## Supplied information

▬▬▬

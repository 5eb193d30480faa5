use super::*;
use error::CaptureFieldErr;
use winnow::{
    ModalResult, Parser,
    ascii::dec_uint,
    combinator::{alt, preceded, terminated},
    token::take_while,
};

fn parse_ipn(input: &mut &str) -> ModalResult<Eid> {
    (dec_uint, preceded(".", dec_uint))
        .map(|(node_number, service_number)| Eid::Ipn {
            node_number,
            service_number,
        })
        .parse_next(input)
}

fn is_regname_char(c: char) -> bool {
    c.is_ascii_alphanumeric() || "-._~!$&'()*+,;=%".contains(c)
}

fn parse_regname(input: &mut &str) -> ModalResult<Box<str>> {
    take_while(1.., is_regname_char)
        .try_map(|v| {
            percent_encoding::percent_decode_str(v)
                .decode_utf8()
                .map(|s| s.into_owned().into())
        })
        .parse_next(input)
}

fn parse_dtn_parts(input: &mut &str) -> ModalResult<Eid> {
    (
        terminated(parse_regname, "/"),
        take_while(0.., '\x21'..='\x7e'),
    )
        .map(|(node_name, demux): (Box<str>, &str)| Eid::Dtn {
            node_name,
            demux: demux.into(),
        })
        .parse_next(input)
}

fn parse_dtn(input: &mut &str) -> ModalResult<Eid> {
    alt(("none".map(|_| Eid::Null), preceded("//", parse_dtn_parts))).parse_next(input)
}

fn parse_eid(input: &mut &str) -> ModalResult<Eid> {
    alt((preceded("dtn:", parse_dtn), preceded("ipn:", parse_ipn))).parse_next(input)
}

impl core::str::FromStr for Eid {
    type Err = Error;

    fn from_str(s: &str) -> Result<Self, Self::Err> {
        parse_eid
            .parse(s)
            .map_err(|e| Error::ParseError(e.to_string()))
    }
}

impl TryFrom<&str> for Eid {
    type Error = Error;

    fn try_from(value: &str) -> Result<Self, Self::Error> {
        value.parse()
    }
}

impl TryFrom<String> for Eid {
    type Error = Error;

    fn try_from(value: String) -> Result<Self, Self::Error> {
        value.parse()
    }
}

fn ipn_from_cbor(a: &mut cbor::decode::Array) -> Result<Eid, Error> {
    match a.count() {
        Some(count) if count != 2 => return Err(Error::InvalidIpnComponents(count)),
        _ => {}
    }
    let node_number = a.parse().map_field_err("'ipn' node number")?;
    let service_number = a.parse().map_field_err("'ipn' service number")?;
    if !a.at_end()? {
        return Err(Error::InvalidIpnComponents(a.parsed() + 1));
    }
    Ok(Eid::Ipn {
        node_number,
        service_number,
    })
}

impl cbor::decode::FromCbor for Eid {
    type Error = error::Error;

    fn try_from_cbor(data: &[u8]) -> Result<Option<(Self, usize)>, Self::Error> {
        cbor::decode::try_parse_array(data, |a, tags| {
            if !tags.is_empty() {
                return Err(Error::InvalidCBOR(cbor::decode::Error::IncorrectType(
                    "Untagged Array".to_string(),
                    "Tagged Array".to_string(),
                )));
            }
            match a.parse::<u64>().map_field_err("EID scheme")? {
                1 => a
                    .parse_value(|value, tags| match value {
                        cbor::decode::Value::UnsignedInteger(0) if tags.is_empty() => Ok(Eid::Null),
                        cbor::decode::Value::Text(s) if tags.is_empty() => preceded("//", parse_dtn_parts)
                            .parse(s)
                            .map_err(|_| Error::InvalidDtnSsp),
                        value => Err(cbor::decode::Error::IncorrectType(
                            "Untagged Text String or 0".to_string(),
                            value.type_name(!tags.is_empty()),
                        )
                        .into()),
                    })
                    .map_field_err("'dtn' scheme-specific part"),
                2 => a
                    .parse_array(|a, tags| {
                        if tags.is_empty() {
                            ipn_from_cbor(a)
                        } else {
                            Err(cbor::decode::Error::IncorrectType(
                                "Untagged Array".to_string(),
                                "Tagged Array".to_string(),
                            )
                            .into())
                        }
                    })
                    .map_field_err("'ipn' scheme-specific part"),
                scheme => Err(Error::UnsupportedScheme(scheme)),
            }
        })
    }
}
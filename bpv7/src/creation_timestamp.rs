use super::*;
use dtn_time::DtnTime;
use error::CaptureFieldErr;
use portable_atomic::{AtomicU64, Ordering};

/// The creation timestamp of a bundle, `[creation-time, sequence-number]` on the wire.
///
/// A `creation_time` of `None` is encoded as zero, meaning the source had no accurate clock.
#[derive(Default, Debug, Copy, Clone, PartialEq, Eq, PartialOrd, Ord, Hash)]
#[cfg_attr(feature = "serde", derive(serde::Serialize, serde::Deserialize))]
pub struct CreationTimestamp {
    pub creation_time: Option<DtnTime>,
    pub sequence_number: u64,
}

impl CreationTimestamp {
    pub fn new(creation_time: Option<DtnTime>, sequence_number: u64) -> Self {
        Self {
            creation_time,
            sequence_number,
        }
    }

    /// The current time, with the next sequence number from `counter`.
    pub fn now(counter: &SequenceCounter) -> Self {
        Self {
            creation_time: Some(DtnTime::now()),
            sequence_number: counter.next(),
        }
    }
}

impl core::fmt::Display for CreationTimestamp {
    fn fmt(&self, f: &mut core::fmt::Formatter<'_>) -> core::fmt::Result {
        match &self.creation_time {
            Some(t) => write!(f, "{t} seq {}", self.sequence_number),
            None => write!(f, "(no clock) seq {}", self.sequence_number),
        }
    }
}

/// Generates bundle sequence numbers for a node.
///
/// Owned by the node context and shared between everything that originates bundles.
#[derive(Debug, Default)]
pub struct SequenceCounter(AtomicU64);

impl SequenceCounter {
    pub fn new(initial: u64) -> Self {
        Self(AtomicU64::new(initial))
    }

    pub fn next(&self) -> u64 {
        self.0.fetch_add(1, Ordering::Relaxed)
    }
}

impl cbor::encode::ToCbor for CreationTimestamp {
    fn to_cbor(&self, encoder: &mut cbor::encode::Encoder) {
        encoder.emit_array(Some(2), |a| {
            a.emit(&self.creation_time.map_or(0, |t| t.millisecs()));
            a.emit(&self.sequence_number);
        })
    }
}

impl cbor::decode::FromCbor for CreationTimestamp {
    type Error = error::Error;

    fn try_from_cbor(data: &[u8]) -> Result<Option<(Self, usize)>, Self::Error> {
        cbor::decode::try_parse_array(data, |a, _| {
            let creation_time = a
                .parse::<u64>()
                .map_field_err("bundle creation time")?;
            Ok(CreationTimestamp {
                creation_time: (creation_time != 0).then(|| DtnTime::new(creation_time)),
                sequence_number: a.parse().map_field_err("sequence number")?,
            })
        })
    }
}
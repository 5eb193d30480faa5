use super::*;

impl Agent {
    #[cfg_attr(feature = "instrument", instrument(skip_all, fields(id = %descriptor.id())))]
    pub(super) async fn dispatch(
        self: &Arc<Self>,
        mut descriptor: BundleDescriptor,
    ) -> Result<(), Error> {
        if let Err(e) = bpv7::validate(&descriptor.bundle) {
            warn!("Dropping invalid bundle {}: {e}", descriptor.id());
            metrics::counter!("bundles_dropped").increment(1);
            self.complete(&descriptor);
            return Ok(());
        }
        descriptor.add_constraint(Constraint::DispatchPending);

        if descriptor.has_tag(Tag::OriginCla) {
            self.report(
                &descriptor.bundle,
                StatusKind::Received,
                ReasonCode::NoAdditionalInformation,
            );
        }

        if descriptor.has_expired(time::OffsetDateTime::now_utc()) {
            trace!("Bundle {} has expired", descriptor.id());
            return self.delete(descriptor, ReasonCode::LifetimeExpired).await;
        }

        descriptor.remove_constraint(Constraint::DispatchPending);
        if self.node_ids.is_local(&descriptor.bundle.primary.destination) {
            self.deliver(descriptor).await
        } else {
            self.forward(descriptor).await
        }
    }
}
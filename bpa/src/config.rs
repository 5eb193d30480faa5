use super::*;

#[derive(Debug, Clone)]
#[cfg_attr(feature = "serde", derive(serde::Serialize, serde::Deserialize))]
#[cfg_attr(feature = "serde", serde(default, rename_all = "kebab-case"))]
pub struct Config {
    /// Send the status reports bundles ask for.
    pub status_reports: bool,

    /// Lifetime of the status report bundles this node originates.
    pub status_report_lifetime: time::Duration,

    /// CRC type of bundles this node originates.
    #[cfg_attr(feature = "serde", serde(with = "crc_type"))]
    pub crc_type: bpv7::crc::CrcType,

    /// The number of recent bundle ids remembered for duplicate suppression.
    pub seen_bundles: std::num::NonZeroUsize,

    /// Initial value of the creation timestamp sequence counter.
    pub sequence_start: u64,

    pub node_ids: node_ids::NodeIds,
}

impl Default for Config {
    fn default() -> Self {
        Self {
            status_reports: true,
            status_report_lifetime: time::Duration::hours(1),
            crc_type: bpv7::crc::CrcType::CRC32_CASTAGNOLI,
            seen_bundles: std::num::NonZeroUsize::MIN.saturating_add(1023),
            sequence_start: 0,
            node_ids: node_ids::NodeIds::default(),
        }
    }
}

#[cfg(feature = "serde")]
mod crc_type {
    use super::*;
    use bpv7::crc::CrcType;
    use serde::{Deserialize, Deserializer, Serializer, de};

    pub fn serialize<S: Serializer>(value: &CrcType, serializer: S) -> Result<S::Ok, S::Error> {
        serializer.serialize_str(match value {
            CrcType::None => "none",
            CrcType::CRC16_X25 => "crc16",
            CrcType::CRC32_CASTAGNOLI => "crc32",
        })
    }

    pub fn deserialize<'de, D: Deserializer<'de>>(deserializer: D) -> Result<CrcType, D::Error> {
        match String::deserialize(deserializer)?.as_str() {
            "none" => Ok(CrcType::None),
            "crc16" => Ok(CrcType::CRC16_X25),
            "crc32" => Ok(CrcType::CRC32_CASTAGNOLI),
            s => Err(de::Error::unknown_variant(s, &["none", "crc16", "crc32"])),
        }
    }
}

▬▬▬

## Required work
Copy out every line of the data that includes "Debug".

## Task solution
#[derive(Default, Debug, Copy, Clone, PartialEq, Eq, PartialOrd, Ord, Hash)]
#[derive(Debug, Default)]
#[derive(Debug, Clone)]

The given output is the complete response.